I don’t know whether to laugh or cry this morning about a situation one of my clients is having. They, like many other sites, get a fair amount of traffic from Google. In their case, because they’re a news site, Google News is a key traffic driver as well. A week ago, with no notice or changes to the site, their articles disappeared from Google News and their traffic dropped precipitously. What’s really weird is that the site is still fully indexed in regular Google – only News is affected.
Why am I telling you this? Because while the cause is still unknown we have an idea of what’s doing it and there are larger thoughts beyond our specific case that I want to share.
You may have read about Google changing their code a few months ago to get rid of “content farms” at the top of their listings. These are sites which aggregate a lot of content with the specific notion of ranking highly in search for a lot of specific terms. They display ads and make money on all the folks who click-through to their sites even though the content is usually recycled crap, uninformative, or both. Google has the noble ideal of always presenting the searcher with the most informative, most relevant search result. Bravo! Getting the content farms pushed down or out of the rankings is a great idea, IMHO. However…

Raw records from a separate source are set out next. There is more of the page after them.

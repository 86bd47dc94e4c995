//! Segment - Marketing audience defined by filter clauses plus hand-picked members

use chrono::{DateTime, Utc};
use serde::{Deserialize, Serialize};
use uuid::Uuid;

use super::contact::Contact;
use super::entity::{require_name, Entity, Validate};
use crate::domain::config::DomainConfig;
use crate::domain::errors::DomainError;
use crate::domain::services::query::validate_filter;
use crate::domain::value_objects::{FieldValue, Filter};

#[derive(Debug, Clone, PartialEq, Serialize, Deserialize)]
pub struct Segment {
    pub id: Uuid,
    pub name: String,
    pub description: Option<String>,
    /// Dynamic membership, evaluated against contacts
    pub filter: Filter,
    /// Contacts added by hand regardless of the filter
    pub static_members: Vec<Uuid>,
    pub created_at: DateTime<Utc>,
    pub updated_at: DateTime<Utc>,
}

#[derive(Debug, Clone)]
pub struct NewSegment {
    pub name: String,
    pub description: Option<String>,
    pub filter: Filter,
}

#[derive(Debug, Clone, Default)]
pub struct SegmentPatch {
    pub name: Option<String>,
    pub description: Option<Option<String>>,
    pub filter: Option<Filter>,
}

impl Segment {
    pub const BY_MEMBER: &'static str = "member";

    pub fn add_member(&mut self, contact_id: Uuid) -> Result<(), DomainError> {
        if self.static_members.contains(&contact_id) {
            return Err(DomainError::duplicate(
                format!("segment {}", self.id),
                contact_id,
            ));
        }
        self.static_members.push(contact_id);
        Ok(())
    }

    pub fn remove_member(&mut self, contact_id: Uuid) -> bool {
        let before = self.static_members.len();
        self.static_members.retain(|id| *id != contact_id);
        before != self.static_members.len()
    }
}

impl Validate for NewSegment {
    fn validate(&self, config: &DomainConfig) -> Result<(), DomainError> {
        require_name("name", &self.name, config)?;
        validate_filter::<Contact>(&self.filter)
    }
}

impl Validate for SegmentPatch {
    fn validate(&self, config: &DomainConfig) -> Result<(), DomainError> {
        if let Some(name) = &self.name {
            require_name("name", name, config)?;
        }
        if let Some(filter) = &self.filter {
            validate_filter::<Contact>(filter)?;
        }
        Ok(())
    }
}

impl Entity for Segment {
    const ENTITY_TYPE: &'static str = "Segment";
    const FIELDS: &'static [&'static str] = &[
        "id",
        "name",
        "description",
        "member_count",
        "created_at",
        "updated_at",
    ];
    const INDEXES: &'static [&'static str] = &[Self::BY_MEMBER];

    type Draft = NewSegment;
    type Patch = SegmentPatch;

    fn from_draft(id: Uuid, now: DateTime<Utc>, draft: NewSegment) -> Self {
        Self {
            id,
            name: draft.name.trim().to_string(),
            description: draft.description,
            filter: draft.filter,
            static_members: Vec::new(),
            created_at: now,
            updated_at: now,
        }
    }

    fn apply_patch(&mut self, patch: SegmentPatch) {
        if let Some(name) = patch.name {
            self.name = name.trim().to_string();
        }
        if let Some(description) = patch.description {
            self.description = description;
        }
        if let Some(filter) = patch.filter {
            self.filter = filter;
        }
    }

    fn id(&self) -> Uuid {
        self.id
    }

    fn created_at(&self) -> DateTime<Utc> {
        self.created_at
    }

    fn updated_at(&self) -> DateTime<Utc> {
        self.updated_at
    }

    fn set_timestamps(&mut self, created_at: DateTime<Utc>, updated_at: DateTime<Utc>) {
        self.created_at = created_at;
        self.updated_at = updated_at;
    }

    fn field(&self, name: &str) -> Option<FieldValue> {
        Some(match name {
            "id" => self.id.into(),
            "name" => self.name.as_str().into(),
            "description" => self.description.clone().into(),
            "member_count" => (self.static_members.len() as u64).into(),
            "created_at" => self.created_at.into(),
            "updated_at" => self.updated_at.into(),
            _ => return None,
        })
    }

    fn index_keys(&self, index: &str) -> Vec<String> {
        match index {
            Self::BY_MEMBER => self.static_members.iter().map(|id| id.to_string()).collect(),
            _ => Vec::new(),
        }
    }
}

#[cfg(test)]
mod tests {
    use super::*;
    use crate::domain::value_objects::FilterClause;

    #[test]
    fn test_duplicate_member_rejected() {
        let mut segment = Segment::from_draft(
            Uuid::from_u128(1),
            Utc::now(),
            NewSegment {
                name: "Paris leads".into(),
                description: None,
                filter: Filter::new(),
            },
        );
        let contact = Uuid::from_u128(5);
        segment.add_member(contact).unwrap();
        assert!(matches!(
            segment.add_member(contact),
            Err(DomainError::DuplicateMembership { .. })
        ));
        assert!(segment.remove_member(contact));
        assert!(!segment.remove_member(contact));
    }

    #[test]
    fn test_filter_must_target_contact_fields() {
        let config = DomainConfig::default();
        let draft = NewSegment {
            name: "Bad".into(),
            description: None,
            filter: Filter::new().and(FilterClause::equals("salary", 10.0)),
        };
        assert!(matches!(
            draft.validate(&config),
            Err(DomainError::ValidationFailed { ref field, .. }) if field == "salary"
        ));
    }
}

The same rules (and admittedly we’re all guessing about them) which the content farms use to rank in the search results are the same ones legitimate sites follow as well. Since Google implemented the new code (Panda), many legitimate sites have suffered along with the content farms. I’m sure Google is doing everything they can to make sure legitimate sites aren’t hurt, but many webmaster postings around the web indicate that they are despite those efforts.
Any time we use a shotgun (in this case an algorithm change) to solve a problem, there’s always the chance for collateral damage. It’s a good reminder whether we’re dealing with search engines or employee issues or client service. Taking the time to deal with problems individually, thoughtfully, and carefully seems to work better. I’m not sure if Panda is the root of my client’s problem. I do know that the shotgun approach to anything might be.
Now if anyone has a bright idea, you know where to find me, and comments are always welcome.